The molecular mechanisms underlying the elaboration of branched processes during the later stages of oligodendrocyte maturation are not well understood. Here we describe a novel role for the chemotropic guidance cue netrin 1 and its receptor deleted in colorectal carcinoma (Dcc) in the remodeling of oligodendrocyte processes. Postmigratory, premyelinating oligodendrocytes express Dcc but not netrin 1, whereas mature myelinating oligodendrocytes express both. We demonstrate that netrin 1 promotes process extension by premyelinating oligodendrocytes in vitro and in vivo.
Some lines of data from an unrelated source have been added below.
//! Broadcast hub: subscriber → live connections registry and event fanout.

use std::collections::{BTreeMap, HashMap};
use std::sync::{Arc, RwLock};

use metrics::{counter, gauge};
use mirador_api_types::{Envelope, unix_millis};
use serde_json::Value;
use time::OffsetDateTime;
use tokio::sync::mpsc;
use tracing::{debug, info, warn};

use crate::cache::keys::CachePrefix;
use crate::cache::{rw_read, rw_write};

use super::connection::Connection;

const SOURCE: &str = "stream::hub";

/// Default per-connection output channel capacity.
pub const DEFAULT_CHANNEL_CAPACITY: usize = 64;

/// A change to a subscriber's cached data, produced by invalidation and
/// fanned out to every live connection of that subscriber.
#[derive(Debug, Clone)]
pub struct ChangeEvent {
    pub subscriber_id: String,
    pub cache_key: CachePrefix,
    pub timestamp: OffsetDateTime,
    /// The raw storage key that changed, wrapped for the wire.
    pub payload: Value,
    /// Storage key recorded at each connection so a concurrent replay skips
    /// events the client already saw live.
    pub token: String,
}

impl ChangeEvent {
    pub fn envelope(&self) -> Envelope {
        Envelope::Update {
            timestamp: unix_millis(self.timestamp),
            subscriber_id: self.subscriber_id.clone(),
            cache_key: self.cache_key.to_string(),
            payload: self.payload.clone(),
        }
    }
}

/// Registry of live connections and the sole fanout path to them.
///
/// A connection appears under exactly one subscriber; removing the last
/// connection for a subscriber drops the subscriber's registry entry
/// entirely.
pub struct BroadcastHub {
    connections: RwLock<HashMap<String, Vec<Arc<Connection>>>>,
    channel_capacity: usize,
}

impl BroadcastHub {
    pub fn new(channel_capacity: usize) -> Self {
        Self {
            connections: RwLock::new(HashMap::new()),
            channel_capacity,
        }
    }

    /// Create and register a connection for a subscriber.
    ///
    /// The initial `connection` envelope is written before the connection is
    /// published to the registry, so it is always the first thing a client
    /// reads.
    pub fn register(&self, subscriber_id: &str) -> (Arc<Connection>, mpsc::Receiver<Envelope>) {
        let (connection, receiver) = Connection::new(subscriber_id, self.channel_capacity);
        let connection = Arc::new(connection);

        let hello = Envelope::Connection {
            timestamp: unix_millis(OffsetDateTime::now_utc()),
            connection_id: connection.id(),
            subscriber_id: subscriber_id.to_string(),
        };
        // Channel is freshly created; the only way this fails is a dropped
        // receiver, which cannot happen before we hand it out.
        let _ = connection.try_deliver(hello);

        rw_write(&self.connections, SOURCE, "register")
            .entry(subscriber_id.to_string())
            .or_default()
            .push(connection.clone());

        gauge!("mirador_live_connections").increment(1.0);
        info!(
            target = "mirador::stream",
            subscriber_id,
            connection_id = %connection.id(),
            "Connection registered"
        );

        (connection, receiver)
    }

    /// Deliver a change event to every live connection of its subscriber.
    ///
    /// Write failures evict the failed connection only; nothing is raised to
    /// the caller. Events for subscribers with no live connection are
    /// dropped — durability comes from read-through plus replay-on-reconnect,
    /// not from a persistent outbox.
    pub fn publish(&self, event: &ChangeEvent) {
        let targets = self.subscriber_connections(&event.subscriber_id);
        if targets.is_empty() {
            counter!("mirador_events_dropped_total").increment(1);
            debug!(
                target = "mirador::stream",
                subscriber_id = %event.subscriber_id,
                cache_key = %event.cache_key,
                "No live connections; event dropped"
            );
            return;
        }

        let envelope = event.envelope();
        let mut failed = Vec::new();
        for connection in targets {
            // Record-only: every live publish goes out, even repeats for the
            // same key. Suppression applies to replay, which must not resend
            // what the client already saw here.
            connection.mark_delivered(&event.token);
            if connection.try_deliver(envelope.clone()) {
                counter!("mirador_events_delivered_total").increment(1);
            } else {
                failed.push(connection);
            }
        }

        for connection in failed {
            warn!(
                target = "mirador::stream",
                subscriber_id = %event.subscriber_id,
                connection_id = %connection.id(),
                "Write failed; evicting connection"
            );
            self.unregister(&connection);
        }
    }

    /// Remove a connection from the registry and close its output channel so
    /// the response drain loop terminates. Idempotent: eviction and the
    /// client's own disconnect may race.
    pub fn unregister(&self, connection: &Connection) {
        connection.close();

        let mut connections = rw_write(&self.connections, SOURCE, "unregister");
        let Some(peers) = connections.get_mut(connection.subscriber_id()) else {
            debug!(
                target = "mirador::stream",
                connection_id = %connection.id(),
                "Unregister of already-removed connection"
            );
            return;
        };

        let before = peers.len();
        peers.retain(|peer| peer.id() != connection.id());
        let removed = before - peers.len();
        if peers.is_empty() {
            connections.remove(connection.subscriber_id());
        }
        drop(connections);

        if removed > 0 {
            gauge!("mirador_live_connections").decrement(removed as f64);
            info!(
                target = "mirador::stream",
                subscriber_id = connection.subscriber_id(),
                connection_id = %connection.id(),
                "Connection unregistered"
            );
        }
    }

    /// Write a heartbeat envelope to every live connection, evicting the
    /// ones whose write fails. This is the primary dead-connection detector
    /// and keeps intermediary proxies from idling out the stream.
    pub fn heartbeat(&self) {
        let envelope = Envelope::Heartbeat {
            timestamp: unix_millis(OffsetDateTime::now_utc()),
        };

        let mut failed = Vec::new();
        for connection in self.all_connections() {
            if !connection.try_deliver(envelope.clone()) {
                failed.push(connection);
            }
        }
        for connection in failed {
            warn!(
                target = "mirador::stream",
                connection_id = %connection.id(),
                "Heartbeat write failed; evicting connection"
            );
            self.unregister(&connection);
        }
    }

    pub fn subscriber_connections(&self, subscriber_id: &str) -> Vec<Arc<Connection>> {
        rw_read(&self.connections, SOURCE, "subscriber_connections")
            .get(subscriber_id)
            .cloned()
            .unwrap_or_default()
    }

    pub fn all_connections(&self) -> Vec<Arc<Connection>> {
        rw_read(&self.connections, SOURCE, "all_connections")
            .values()
            .flatten()
            .cloned()
            .collect()
    }

    /// Live connection count per subscriber, for the stats snapshot.
    pub fn connection_counts(&self) -> BTreeMap<String, usize> {
        rw_read(&self.connections, SOURCE, "connection_counts")
            .iter()
            .map(|(subscriber, peers)| (subscriber.clone(), peers.len()))
            .collect()
    }
}
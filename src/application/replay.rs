//! Missed-event replay on reconnect.
//!
//! A client reconnecting with a `since` watermark gets every event it missed
//! while disconnected, streamed in timestamp order before live delivery
//! takes over. Replay is best-effort per object: one unreadable historical
//! record never fails the whole connection.

use std::collections::HashMap;
use std::sync::Arc;
use std::time::{Duration, Instant};

use metrics::histogram;
use mirador_api_types::{Envelope, unix_millis};
use serde_json::Value;
use time::OffsetDateTime;
use tracing::{debug, info, warn};

use crate::cache::keys::ArtifactKey;
use crate::infra::objstore::ObjectStore;
use crate::stream::Connection;

/// Default delay between replayed events, so a large backlog does not
/// overwhelm the client.
pub const DEFAULT_REPLAY_PACING: Duration = Duration::from_millis(50);

/// Default storage modules scanned for replayable events.
pub const DEFAULT_EVENT_MODULES: &[&str] = &["events"];

struct MissedEvent {
    timestamp: i64,
    key: String,
    payload: Value,
}

pub struct ReplayService {
    objects: Arc<dyn ObjectStore>,
    /// Extra identity aliases per subscriber; a platform id and a display
    /// name may both address the same logical subscriber.
    aliases: HashMap<String, Vec<String>>,
    event_modules: Vec<String>,
    pacing: Duration,
}

impl ReplayService {
    pub fn new(
        objects: Arc<dyn ObjectStore>,
        aliases: HashMap<String, Vec<String>>,
        event_modules: Vec<String>,
        pacing: Duration,
    ) -> Self {
        Self {
            objects,
            aliases,
            event_modules,
            pacing,
        }
    }

    /// All storage identities the subscriber's events may be filed under.
    fn identities(&self, subscriber_id: &str) -> Vec<String> {
        let mut identities = vec![subscriber_id.to_string()];
        if let Some(extra) = self.aliases.get(subscriber_id) {
            for alias in extra {
                if !identities.contains(alias) {
                    identities.push(alias.clone());
                }
            }
        }
        identities
    }

    /// Stream every missed event newer than `since` (unix millis) to the
    /// connection, oldest first, bracketed by summary and terminator
    /// envelopes. Returns the number of events actually delivered.
    pub async fn replay(&self, connection: &Connection, since: i64) -> usize {
        let started = Instant::now();
        let now = OffsetDateTime::now_utc();
        let mut missed = self.collect(connection.subscriber_id(), since).await;
        missed.sort_by(|a, b| (a.timestamp, &a.key).cmp(&(b.timestamp, &b.key)));

        let summary = Envelope::MissedEventsSummary {
            timestamp: unix_millis(now),
            count: missed.len(),
            window_start: since,
            window_end: unix_millis(now),
        };
        if !connection.deliver(summary).await {
            return 0;
        }

        let mut delivered = 0;
        for event in missed {
            if !connection.mark_delivered(&event.key) {
                debug!(
                    target = "mirador::replay",
                    key = %event.key,
                    "Skipping event already delivered live"
                );
                continue;
            }
            let envelope = Envelope::MissedEvent {
                timestamp: event.timestamp,
                key: event.key,
                payload: event.payload,
            };
            if !connection.deliver(envelope).await {
                return delivered;
            }
            delivered += 1;
            tokio::time::sleep(self.pacing).await;
        }

        let terminator = Envelope::MissedEventsEnd {
            timestamp: unix_millis(OffsetDateTime::now_utc()),
            delivered,
        };
        let _ = connection.deliver(terminator).await;

        histogram!("mirador_replay_ms").record(started.elapsed().as_millis() as f64);
        info!(
            target = "mirador::replay",
            subscriber_id = connection.subscriber_id(),
            connection_id = %connection.id(),
            since,
            delivered,
            "Replay completed"
        );
        delivered
    }

    /// Gather candidate events across all event modules and identities.
    /// Listing failures skip the module; fetch/parse failures skip the
    /// object.
    async fn collect(&self, subscriber_id: &str, since: i64) -> Vec<MissedEvent> {
        let identities = self.identities(subscriber_id);
        let mut missed = Vec::new();

        for module in &self.event_modules {
            let keys = match self.objects.list(module).await {
                Ok(keys) => keys,
                Err(err) => {
                    warn!(
                        target = "mirador::replay",
                        module, error = %err,
                        "Listing failed; skipping module"
                    );
                    continue;
                }
            };

            for raw_key in keys {
                let Some(key) = ArtifactKey::parse(&raw_key) else {
                    continue;
                };
                if !identities.iter().any(|identity| identity == &key.subscriber) {
                    continue;
                }

                let object = match self.objects.get(&raw_key).await {
                    Ok(object) => object,
                    Err(err) => {
                        debug!(
                            target = "mirador::replay",
                            key = %raw_key, error = %err,
                            "Skipping unreadable historical event"
                        );
                        continue;
                    }
                };
                let payload = match serde_json::from_slice::<Value>(&object.data) {
                    Ok(payload) => payload,
                    Err(err) => {
                        debug!(
                            target = "mirador::replay",
                            key = %raw_key, error = %err,
                            "Skipping unparsable historical event"
                        );
                        continue;
                    }
                };

                let timestamp = payload
                    .get("timestamp")
                    .and_then(Value::as_i64)
                    .unwrap_or_else(|| unix_millis(object.last_modified));
                if timestamp > since {
                    missed.push(MissedEvent {
                        timestamp,
                        key: raw_key,
                        payload,
                    });
                }
            }
        }

        missed
    }
}
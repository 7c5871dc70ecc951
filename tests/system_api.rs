//! HTTP surface tests: webhook ingestion, dashboard reads, stats, health.

use std::collections::HashMap;
use std::sync::Arc;
use std::time::Duration;

use axum::{
    Router,
    body::Body,
    http::{Request, StatusCode, header},
};
use bytes::Bytes;
use http_body_util::BodyExt;
use mirador::{
    application::{
        invalidation::InvalidationService, reads::DashboardReadService, replay::ReplayService,
    },
    cache::{CacheStore, ModulePolicy, PolicyTable},
    infra::http::{AppState, build_router},
    infra::objstore::MemoryObjectStore,
    stream::{BroadcastHub, DEFAULT_CHANNEL_CAPACITY},
};
use serde_json::{Value, json};
use tower::ServiceExt;

fn test_policies() -> PolicyTable {
    let mut modules = HashMap::new();
    modules.insert(
        "recommendations".to_string(),
        ModulePolicy {
            ttl: Duration::from_secs(300),
            enabled: true,
        },
    );
    PolicyTable::new(modules)
}

fn build_app() -> (Arc<MemoryObjectStore>, Arc<CacheStore>, Router) {
    let objects = Arc::new(MemoryObjectStore::new());
    let objects_dyn: Arc<dyn mirador::infra::objstore::ObjectStore> = objects.clone();

    let store = Arc::new(CacheStore::new(test_policies()));
    let hub = Arc::new(BroadcastHub::new(DEFAULT_CHANNEL_CAPACITY));
    let reads = Arc::new(DashboardReadService::new(store.clone(), objects_dyn.clone()));
    let invalidation = Arc::new(InvalidationService::new(store.clone(), hub.clone()));
    let replay = Arc::new(ReplayService::new(
        objects_dyn.clone(),
        HashMap::new(),
        vec!["events".to_string()],
        Duration::from_millis(1),
    ));

    let router = build_router(AppState {
        store: store.clone(),
        objects: objects_dyn,
        hub,
        reads,
        invalidation,
        replay,
    });

    (objects, store, router)
}

async fn get_json(router: &Router, uri: &str) -> (StatusCode, Value) {
    let response = router
        .clone()
        .oneshot(Request::get(uri).body(Body::empty()).expect("request"))
        .await
        .expect("response");
    let status = response.status();
    let bytes = response
        .into_body()
        .collect()
        .await
        .expect("body")
        .to_bytes();
    let value = serde_json::from_slice(&bytes).unwrap_or(Value::Null);
    (status, value)
}

async fn post_hook(router: &Router, body: &str) -> StatusCode {
    let request = Request::post("/hooks/storage")
        .header(header::CONTENT_TYPE, "application/json")
        .body(Body::from(body.to_string()))
        .expect("request");
    router
        .clone()
        .oneshot(request)
        .await
        .expect("response")
        .status()
}

#[tokio::test]
async fn webhook_always_answers_no_content() {
    let (_objects, _store, router) = build_app();

    let valid = json!({"event": "created", "key": "recommendations/instagram/jane/feed.json"});
    assert_eq!(
        post_hook(&router, &valid.to_string()).await,
        StatusCode::NO_CONTENT
    );

    // Malformed payloads are ignored, not retried.
    assert_eq!(post_hook(&router, "not json").await, StatusCode::NO_CONTENT);
    assert_eq!(
        post_hook(&router, r#"{"unexpected": true}"#).await,
        StatusCode::NO_CONTENT
    );
}

#[tokio::test]
async fn dashboard_read_populates_and_serves_from_cache() {
    let (objects, store, router) = build_app();
    objects
        .put_at(
            "recommendations/instagram/jane/feed.json",
            Bytes::from(r#"{"id": 1}"#),
            time::OffsetDateTime::now_utc(),
        );

    let (status, body) = get_json(&router, "/api/data/recommendations/instagram/jane").await;
    assert_eq!(status, StatusCode::OK);
    assert_eq!(body, json!([{"id": 1}]));

    // Second read is a hit: the store can go away without affecting it.
    objects.set_fail_reads(true);
    let (status, body) = get_json(&router, "/api/data/recommendations/instagram/jane").await;
    assert_eq!(status, StatusCode::OK);
    assert_eq!(body, json!([{"id": 1}]));
    assert_eq!(store.len(), 1);
}

#[tokio::test]
async fn webhook_invalidation_forces_a_refetch() {
    let (objects, store, router) = build_app();
    objects.put_at(
        "recommendations/instagram/jane/feed.json",
        Bytes::from(r#""v1""#),
        time::OffsetDateTime::now_utc(),
    );

    let (_, body) = get_json(&router, "/api/data/recommendations/instagram/jane").await;
    assert_eq!(body, json!(["v1"]));

    objects.put_at(
        "recommendations/instagram/jane/feed.json",
        Bytes::from(r#""v2""#),
        time::OffsetDateTime::now_utc(),
    );

    // Without invalidation the TTL would keep serving v1.
    let notification =
        json!({"event": "updated", "key": "recommendations/instagram/jane/feed.json"});
    assert_eq!(
        post_hook(&router, &notification.to_string()).await,
        StatusCode::NO_CONTENT
    );
    assert_eq!(store.len(), 0);

    let (_, body) = get_json(&router, "/api/data/recommendations/instagram/jane").await;
    assert_eq!(body, json!(["v2"]));
}

#[tokio::test]
async fn cache_stats_snapshot_reflects_activity() {
    let (objects, _store, router) = build_app();
    objects.put_at(
        "recommendations/instagram/jane/feed.json",
        Bytes::from(r#"{"id": 1}"#),
        time::OffsetDateTime::now_utc(),
    );

    // One miss (populate) followed by one hit.
    get_json(&router, "/api/data/recommendations/instagram/jane").await;
    get_json(&router, "/api/data/recommendations/instagram/jane").await;

    let (status, stats) = get_json(&router, "/api/system/cache-stats").await;
    assert_eq!(status, StatusCode::OK);
    assert_eq!(stats["total_entries"], json!(1));
    assert_eq!(stats["modules"]["recommendations"]["entries"], json!(1));

    let counters = &stats["keys"]["recommendations/instagram/jane"];
    assert_eq!(counters["misses"], json!(1));
    assert_eq!(counters["hits"], json!(1));

    // The snapshot itself is read-only: asking again changes nothing.
    let (_, again) = get_json(&router, "/api/system/cache-stats").await;
    assert_eq!(again["keys"]["recommendations/instagram/jane"], *counters);
}

#[tokio::test]
async fn degraded_read_returns_empty_not_error() {
    let (objects, _store, router) = build_app();
    objects.set_fail_reads(true);

    let (status, body) = get_json(&router, "/api/data/recommendations/instagram/jane").await;
    assert_eq!(status, StatusCode::OK);
    assert_eq!(body, json!([]));
}

#[tokio::test]
async fn healthz_tracks_store_reachability() {
    let (objects, _store, router) = build_app();

    let response = router
        .clone()
        .oneshot(Request::get("/healthz").body(Body::empty()).expect("request"))
        .await
        .expect("response");
    assert_eq!(response.status(), StatusCode::NO_CONTENT);

    objects.set_fail_reads(true);
    let response = router
        .clone()
        .oneshot(Request::get("/healthz").body(Body::empty()).expect("request"))
        .await
        .expect("response");
    assert_eq!(response.status(), StatusCode::SERVICE_UNAVAILABLE);
}
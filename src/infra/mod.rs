//! Infrastructure: object storage, HTTP transport, telemetry.

pub mod error;
pub mod http;
pub mod objstore;
pub mod telemetry;
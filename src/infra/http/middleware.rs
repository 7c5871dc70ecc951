use std::time::Instant;

use axum::{body::Body, http::Request, middleware::Next, response::Response};
use tracing::{error, warn};
use uuid::Uuid;

use crate::application::error::ErrorReport;

#[derive(Clone)]
pub struct RequestContext {
    pub request_id: String,
}

pub async fn set_request_context(mut request: Request<Body>, next: Next) -> Response {
    let request_id = Uuid::new_v4().to_string();
    let ctx = RequestContext {
        request_id: request_id.clone(),
    };
    request.extensions_mut().insert(ctx.clone());

    let mut response = next.run(request).await;
    response.extensions_mut().insert(ctx);
    response
}

pub async fn log_responses(request: Request<Body>, next: Next) -> Response {
    let method = request.method().clone();
    let uri = request.uri().clone();
    let start = Instant::now();

    let request_id = request
        .extensions()
        .get::<RequestContext>()
        .map(|ctx| ctx.request_id.clone())
        .unwrap_or_default();

    let mut response = next.run(request).await;
    let status = response.status();

    if status.is_client_error() || status.is_server_error() {
        let elapsed_ms = start.elapsed().as_millis();
        let report = response.extensions_mut().remove::<ErrorReport>();
        let (source, messages) = match report {
            Some(report) => (report.source, report.messages),
            None => ("unknown", Vec::new()),
        };
        let detail = messages
            .first()
            .cloned()
            .unwrap_or_else(|| "no diagnostic available".to_string());

        if status.is_server_error() {
            error!(
                target = "mirador::http::response",
                status = status.as_u16(),
                method = %method,
                path = %uri.path(),
                query = uri.query().unwrap_or(""),
                elapsed_ms = elapsed_ms,
                source = source,
                detail = %detail,
                chain = ?messages,
                request_id = request_id,
                "request failed",
            );
        } else {
            warn!(
                target = "mirador::http::response",
                status = status.as_u16(),
                method = %method,
                path = %uri.path(),
                query = uri.query().unwrap_or(""),
                elapsed_ms = elapsed_ms,
                source = source,
                detail = %detail,
                chain = ?messages,
                request_id = request_id,
                "client request error",
            );
        }
    }

    response
}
Addition of netrin 1 to mature oligodendrocytes in vitro evoked a Dcc-dependent increase in process branching. Furthermore, expression of netrin 1 and Dcc by mature oligodendrocytes was required for the elaboration of myelin-like membrane sheets. Maturation of oligodendrocyte processes requires intracellular signaling mechanisms involving Fyn, focal adhesion kinase (FAK), neuronal Wiscott-Aldrich syndrome protein (N-WASP) and RhoA; however, the extracellular cues upstream of these proteins in oligodendrocytes are poorly defined. We identify a requirement for Src family kinase activity downstream of netrin-1-dependent process extension and branching. Using oligodendrocytes derived from Fyn knockout mice, we demonstrate that Fyn is essential for netrin-1-induced increases in process branching. Netrin 1 binding to Dcc on mature oligodendrocytes recruits Fyn to a complex with the Dcc intracellular domain that includes FAK and N-WASP, resulting in the inhibition of RhoA and inducing process remodeling. These findings support a novel role for netrin 1 in promoting oligodendrocyte process branching and myelin-like membrane sheet formation. These essential steps in oligodendroglial maturation facilitate the detection of target axons, a key step towards myelination.